I stared at him. “I wrote the script. I know the character’s psychology.”

“Of course you do.” He spread his hands. “But this is about team harmony. Xia Mengqi is the star. If she’s uncomfortable, the whole production suffers. Think of it as a compromise. Just two days. Then we film your scenes and you’re done.”

I felt the trap closing. The request was absurd, humiliating. A screenwriter doesn’t clean up after the crew to “understand” a role. But the producer’s eyes held no room for negotiation. This was the price of working with a diva. And if I refused, I’d be labeled difficult, unprofessional. In this industry, that label stuck faster than praise.

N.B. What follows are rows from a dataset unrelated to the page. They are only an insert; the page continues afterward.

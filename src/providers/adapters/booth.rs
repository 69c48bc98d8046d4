//! BOOTH provider
//!
//! Items live on `booth.pm` as well as on shop subdomains such as
//! `iosys.booth.pm`. Every item page has a JSON twin at `<item>.json`
//! listing the item's images in display order.

use std::sync::LazyLock;

use async_trait::async_trait;
use regex::Regex;
use serde::Deserialize;
use url::Url;

use crate::providers::domain::{CoverArt, ProviderError, parse_url};
use crate::providers::http::HttpClient;
use crate::providers::traits::{CoverArtProvider, capture_id};

/// `/items/<id>` with an optional locale prefix (`ja`, `en`, `zh-cn`, `zh-tw`, ...)
static ITEM: LazyLock<Regex> = LazyLock::new(|| {
    Regex::new(r"^/(?:[a-z]{2}(?:-[a-z]{2})?/)?items/(\d+)/?$").expect("valid regex")
});

#[derive(Debug, Deserialize)]
struct Item {
    #[serde(default)]
    images: Vec<ItemImage>,
}

#[derive(Debug, Deserialize)]
struct ItemImage {
    original: Option<String>,
}

pub struct BoothProvider {
    http: HttpClient,
}

impl BoothProvider {
    pub fn new(http: HttpClient) -> Self {
        Self { http }
    }
}

#[async_trait]
impl CoverArtProvider for BoothProvider {
    fn supported_domains(&self) -> &[&'static str] {
        &["booth.pm", "*.booth.pm"]
    }

    fn name(&self) -> &'static str {
        "BOOTH"
    }

    fn favicon(&self) -> &'static str {
        "https://booth.pm/static-images/pwa/icon_size_128.png"
    }

    fn supports_url(&self, url: &Url) -> bool {
        ITEM.is_match(url.path())
    }

    fn extract_id(&self, url: &Url) -> Option<String> {
        capture_id(&ITEM, url)
    }

    async fn find_images(&self, url: &Url) -> Result<Vec<CoverArt>, ProviderError> {
        let id = self
            .extract_id(url)
            .ok_or_else(|| ProviderError::InvalidUrl(url.to_string()))?;
        let api_url = parse_url(&format!("https://booth.pm/en/items/{id}.json"))?;

        let item: Item = self.http.get_json(&api_url).await?;

        // First image is the item's thumbnail, i.e. the cover.
        let covers = item
            .images
            .iter()
            .filter_map(|image| image.original.as_deref())
            .filter_map(|raw| Url::parse(raw).ok())
            .enumerate()
            .map(|(i, url)| {
                if i == 0 {
                    CoverArt::front(url)
                } else {
                    CoverArt::new(url)
                }
            })
            .collect::<Vec<_>>();

        tracing::debug!(item = %id, count = covers.len(), "BOOTH images");
        Ok(covers)
    }

    fn http(&self) -> &HttpClient {
        &self.http
    }
}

“Fine,” I said, my voice steady despite the burn in my throat. “I’ll do it.”

His grin returned, relieved and dismissive. “Great. Xia Mengqi will be thrilled. We’ll start tomorrow morning. Report to the set coordinator at six.”

I walked out of the trailer into the cooling evening air. The filming site was a rural estate, rented for its crumbling grandeur. The sky was streaked with amber and violet, beautiful and distant. I leaned against a stone pillar and let the quiet wrap around me. This was supposed to be my story, my words brought to life. Instead, I was being reduced to a prop for someone else’s amusement.

But I had no choice. Not yet.

The next morning, I arrived before six. The set coordinator, a tired man named Old Chen, handed me a worn jumpsuit and a list of tasks. “Start with the prop storage,” he said, not meeting my eyes. “Organize the crates by scene number. Then help with the catering setup.”

I changed in a cramped closet that smelled of dust and sweat. The jumpsuit was stiff, three sizes too large. I rolled the sleeves and tied the drawstring tight. As I stepped out, I saw Xia Mengqi watching from the makeup tent, a cup of coffee in her hand. She smiled and raised the cup in a mock toast.

I turned away and walked toward the storage shed.

The work was mindless and exhausting. The crates were heavy, and the labels had worn off. I spent two hours cross-referencing props with the script notes, my own handwriting mocking me from the pages. By the time the sun climbed higher, my back ached and my hands were streaked with grime. A production assistant named Xiao Li brought me water, her expression apologetic.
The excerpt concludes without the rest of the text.